The Narsaq stick[a] is a pine twig inscribed with runic symbols dating to ca. 1000. The stick was discovered in Narsaq in Greenland in 1953 and was quickly seen as a significant find, as it was the first Viking Age runic inscription discovered in Greenland. The stick has two sentences of ambiguous and obscure runic text. One suggested interpretation of the first sentence is "He who sat on a tub saw a tub" while another is "On the sea, the sea, the sea is the ambush of the Æsir". The other sentence refers to a maiden named "Bibrau" who may be sitting on the sky. The runic alphabet is carved on one side of the stick in a short-twig form. Yet another side has a series of carefully carved symbols of unclear meaning, possibly cipher runes or some sort of tally.

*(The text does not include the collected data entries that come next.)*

//! Test fixtures providing reusable in-memory settings records.
//!
//! Fixtures never touch the filesystem. Use them to seed a `TestBuilder`, to build
//! expected values for assertions, or as defaults for the settings factory.
//!
//! # Example
//!
//! ```rust,ignore
//! use test_utils::fixture;
//!
//! let category = fixture::ticket_category::entity();
//!
//! let reports = fixture::ticket_category::entity_builder()
//!     .id("reports")
//!     .label("Reports")
//!     .build();
//! ```

pub mod autorole;
pub mod ticket_category;

pub use autorole::{entity as autorole_entity, entity_builder as autorole_entity_builder};
pub use ticket_category::{
    entity as ticket_category_entity, entity_builder as ticket_category_entity_builder,
};
use crate::data::cooldown::{remaining_secs, CooldownGuard, TICKET_INTAKE_COOLDOWN};
use serenity::all::UserId;
use std::time::Duration;
use tokio::time::Instant;

/// Tests the first attempt of a user.
///
/// Expected: Ok and an entry recorded
#[tokio::test(start_paused = true)]
async fn first_attempt_is_allowed() {
    let guard = CooldownGuard::default();

    assert!(guard.try_acquire(UserId::new(1)).await.is_ok());
    assert_eq!(guard.len().await, 1);
}

/// Tests a second attempt inside the window.
///
/// Expected: Err with the time left, 45s after 15s elapsed
#[tokio::test(start_paused = true)]
async fn second_attempt_within_window_is_rejected() {
    let guard = CooldownGuard::default();
    guard.try_acquire(UserId::new(1)).await.unwrap();

    tokio::time::advance(Duration::from_secs(15)).await;

    let remaining = guard.try_acquire(UserId::new(1)).await.unwrap_err();
    assert_eq!(remaining, Duration::from_secs(45));
}

/// Tests that a rejected attempt does not extend the cooldown.
///
/// Expected: allowed once the original window has elapsed
#[tokio::test(start_paused = true)]
async fn rejected_attempt_does_not_reset_window() {
    let guard = CooldownGuard::default();
    guard.try_acquire(UserId::new(1)).await.unwrap();

    tokio::time::advance(Duration::from_secs(30)).await;
    assert!(guard.try_acquire(UserId::new(1)).await.is_err());

    tokio::time::advance(Duration::from_secs(30)).await;
    assert!(guard.try_acquire(UserId::new(1)).await.is_ok());
}

/// Tests that cooldowns are tracked per user.
///
/// Expected: a different user is not affected
#[tokio::test(start_paused = true)]
async fn cooldowns_are_per_user() {
    let guard = CooldownGuard::default();
    guard.try_acquire(UserId::new(1)).await.unwrap();

    assert!(guard.try_acquire(UserId::new(2)).await.is_ok());
}

/// Tests the window boundary with explicit instants.
///
/// Expected: rejected one nanosecond before expiry, allowed exactly at expiry
#[tokio::test]
async fn window_boundary_is_exclusive() {
    let guard = CooldownGuard::new(Duration::from_secs(10));
    let start = Instant::now();
    guard.try_acquire_at(UserId::new(1), start).await.unwrap();

    let almost = start + Duration::from_secs(10) - Duration::from_nanos(1);
    assert!(guard.try_acquire_at(UserId::new(1), almost).await.is_err());

    let expiry = start + Duration::from_secs(10);
    assert!(guard.try_acquire_at(UserId::new(1), expiry).await.is_ok());
}

/// Tests remaining time reporting.
///
/// Expected: Some while active, None after expiry or for unknown users
#[tokio::test(start_paused = true)]
async fn reports_remaining_time() {
    let guard = CooldownGuard::default();
    guard.try_acquire(UserId::new(1)).await.unwrap();

    tokio::time::advance(Duration::from_secs(20)).await;
    assert_eq!(
        guard.remaining(UserId::new(1)).await,
        Some(Duration::from_secs(40))
    );

    tokio::time::advance(TICKET_INTAKE_COOLDOWN).await;
    assert_eq!(guard.remaining(UserId::new(1)).await, None);
    assert_eq!(guard.remaining(UserId::new(2)).await, None);
}

/// Tests pruning of expired entries.
///
/// Expected: only the expired entry is dropped
#[tokio::test(start_paused = true)]
async fn prunes_only_expired_entries() {
    let guard = CooldownGuard::default();
    guard.try_acquire(UserId::new(1)).await.unwrap();

    tokio::time::advance(Duration::from_secs(50)).await;
    guard.try_acquire(UserId::new(2)).await.unwrap();

    tokio::time::advance(Duration::from_secs(15)).await;
    let removed = guard.prune_expired().await;

    assert_eq!(removed, 1);
    assert_eq!(guard.len().await, 1);
    assert!(guard.remaining(UserId::new(2)).await.is_some());
}

/// Tests rounding of remaining seconds.
///
/// Expected: partial seconds round up, whole seconds are kept
#[test]
fn remaining_secs_rounds_up() {
    assert_eq!(remaining_secs(Duration::from_millis(44_100)), 45);
    assert_eq!(remaining_secs(Duration::from_secs(45)), 45);
    assert_eq!(remaining_secs(Duration::from_millis(1)), 1);
}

An illustration of the four sides of the Narsaq stick by runologist Lisbeth M. Imer

Scholars have suggested various possibilities for the purpose of the stick. Relatively mundane ideas include that the text is a play on words, a pedagogical exercise in runic ambiguity or a riddle. Magical and religious purposes have also been suggested, with the stick being a pagan plea for protection against the dangers of the sea or possibly a case of love magic. Various parallels have been suggested, particularly with runic inscriptions from Bergen in Norway.

Discovery and archaeological context

The site where the Narsaq stick was discovered. A sign gives information on the archaeological excavations.

Remains of old habitation in Narsaq were first discovered by Aage Roussell in 1935.[2] The site was placed under conservation order but in 1945 the restrictions were lifted since surface examination of the ruins had not indicated that they were especially valuable.[2][3] In 1953 a local man, K. N. Christensen, was collecting mud for agriculture at the site of the ruins. He discovered artifacts made of bone and wood in the mud, including a runic stick. Christensen stopped digging and sent the artifacts to the National Museum of Denmark.[4]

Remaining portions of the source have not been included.